FIG. 15B illustrates an exemplary polarizer optical diagram of an FLC grating, in accordance with one or more embodiments described herein, under cross polarizer. An in-plane-switching electrode pattern comprises an ITO electrode pattern on one conductive substrate of the FLC cell and a uniform electrode on the other conductive substrate of the FLC cell, and 2 V is applied on septal electrode line.

FIG. 15C illustrates an exemplary polarizer optical diagram of an FLC grating, in accordance with one or more embodiments described herein, under cross polarizer. An in-plane-switching electrode pattern comprises an ITO electrode pattern on one conductive substrate of the FLC cell and a uniform electrode on the other conductive substrate of the FLC cell, and 5 V is applied on septal electrode line.
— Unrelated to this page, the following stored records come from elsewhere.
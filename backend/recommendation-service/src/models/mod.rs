//! Data models for recommendation-service
//!
//! Entities are read-only snapshots fetched per request. The `db` layer is
//! responsible for normalising raw rows into these types, so scoring code can
//! rely on every field being present and non-negative.

use chrono::{DateTime, Utc};
use serde::{Deserialize, Serialize};
use std::collections::HashSet;
use uuid::Uuid;

/// Output category produced by the engine
#[derive(Debug, Clone, Copy, PartialEq, Eq, Hash, Serialize, Deserialize)]
#[serde(rename_all = "lowercase")]
pub enum Pipeline {
    Posts,
    Communities,
    Users,
}

impl Pipeline {
    pub fn as_str(&self) -> &'static str {
        match self {
            Pipeline::Posts => "posts",
            Pipeline::Communities => "communities",
            Pipeline::Users => "users",
        }
    }
}

impl std::fmt::Display for Pipeline {
    fn fmt(&self, f: &mut std::fmt::Formatter<'_>) -> std::fmt::Result {
        write!(f, "{}", self.as_str())
    }
}

/// Profile of the user asking for recommendations
#[derive(Debug, Clone, Default)]
pub struct UserProfile {
    pub id: Uuid,
    /// Interest terms, deduplicated, in the order the user picked them
    pub interests: Vec<String>,
    pub following: HashSet<Uuid>,
    pub bio: String,
    /// Posts consumed during the current streak window
    pub recently_read_posts: HashSet<Uuid>,
}

impl UserProfile {
    pub fn interest_set(&self) -> HashSet<&str> {
        self.interests.iter().map(String::as_str).collect()
    }
}

/// Candidate post
#[derive(Debug, Clone)]
pub struct Post {
    pub id: Uuid,
    pub author_id: Uuid,
    pub heading: String,
    pub tldr: String,
    pub description: Option<String>,
    pub tags: Vec<String>,
    pub likes_count: u32,
    pub dislikes_count: u32,
    pub comment_count: u32,
    pub views: u32,
    pub created_on: DateTime<Utc>,
}

/// Candidate community
#[derive(Debug, Clone)]
pub struct Community {
    pub id: Uuid,
    pub name: String,
    pub tags: Vec<String>,
    pub member_count: u32,
    pub created_on: DateTime<Utc>,
}

/// Another user who may be suggested to the requester
#[derive(Debug, Clone)]
pub struct CandidateUser {
    pub id: Uuid,
    pub username: String,
    pub handle: String,
    pub avatar_url: Option<String>,
    pub interests: Vec<String>,
    pub bio: String,
}

/// Entity carried together with the score computed for it
#[derive(Debug, Clone)]
pub struct Scored<T> {
    pub item: T,
    pub score: i64,
}

impl<T> Scored<T> {
    pub fn new(item: T, score: i64) -> Self {
        Self { item, score }
    }
}

/// Quotas requested by the caller. `None` skips the category entirely.
#[derive(Debug, Clone, Copy, Default, PartialEq, Eq, Serialize, Deserialize)]
pub struct RecommendationRequest {
    #[serde(default, rename = "posts")]
    pub max_posts: Option<i64>,
    #[serde(default, rename = "communities")]
    pub max_communities: Option<i64>,
    #[serde(default, rename = "users")]
    pub max_users: Option<i64>,
}

impl RecommendationRequest {
    pub fn posts(n: i64) -> Self {
        Self {
            max_posts: Some(n),
            ..Default::default()
        }
    }

    pub fn communities(n: i64) -> Self {
        Self {
            max_communities: Some(n),
            ..Default::default()
        }
    }

    pub fn users(n: i64) -> Self {
        Self {
            max_users: Some(n),
            ..Default::default()
        }
    }
}

#[derive(Debug, Clone, PartialEq, Serialize, Deserialize)]
pub struct PostRecommendation {
    pub post_id: Uuid,
    pub heading: String,
    pub tldr: String,
    pub description: Option<String>,
    pub tags: Vec<String>,
    pub likes: u32,
    pub dislikes: u32,
    pub comments_count: u32,
    pub views: u32,
    /// ISO-8601 timestamp
    pub created_on: String,
}

impl From<Post> for PostRecommendation {
    fn from(post: Post) -> Self {
        Self {
            post_id: post.id,
            heading: post.heading,
            tldr: post.tldr,
            description: post.description,
            tags: post.tags,
            likes: post.likes_count,
            dislikes: post.dislikes_count,
            comments_count: post.comment_count,
            views: post.views,
            created_on: post.created_on.to_rfc3339(),
        }
    }
}

#[derive(Debug, Clone, PartialEq, Serialize, Deserialize)]
pub struct CommunityRecommendation {
    pub community_id: Uuid,
    pub community_name: String,
    pub tags: Vec<String>,
    pub member_count: u32,
}

impl From<Community> for CommunityRecommendation {
    fn from(community: Community) -> Self {
        Self {
            community_id: community.id,
            community_name: community.name,
            tags: community.tags,
            member_count: community.member_count,
        }
    }
}

#[derive(Debug, Clone, PartialEq, Serialize, Deserialize)]
pub struct UserRecommendation {
    pub username: String,
    pub handle: String,
    pub profile_picture: String,
}

impl From<CandidateUser> for UserRecommendation {
    fn from(user: CandidateUser) -> Self {
        Self {
            username: user.username,
            handle: user.handle,
            profile_picture: user.avatar_url.unwrap_or_default(),
        }
    }
}

/// Aggregated engine output. Only requested categories are present.
#[derive(Debug, Clone, Default, PartialEq, Serialize, Deserialize)]
pub struct RecommendationResult {
    #[serde(skip_serializing_if = "Option::is_none")]
    pub recommended_posts: Option<Vec<PostRecommendation>>,
    #[serde(skip_serializing_if = "Option::is_none")]
    pub recommended_communities: Option<Vec<CommunityRecommendation>>,
    #[serde(skip_serializing_if = "Option::is_none")]
    pub recommended_users: Option<Vec<UserRecommendation>>,
}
FIG. 15D illustrates an exemplary polarizer optical diagram of an FLC grating, in accordance with one or more embodiments described herein, under cross polarizer. An in-plane-switching electrode pattern comprises an ITO electrode pattern on one conductive substrate of the FLC cell and a uniform electrode on the other conductive substrate of the FLC cell, and 12 V is applied on septal electrode line.

FIG. 16 illustrates a flow diagram, of an example, non-limiting method for producing an FLC cell, in accordance with one or more embodiments described herein.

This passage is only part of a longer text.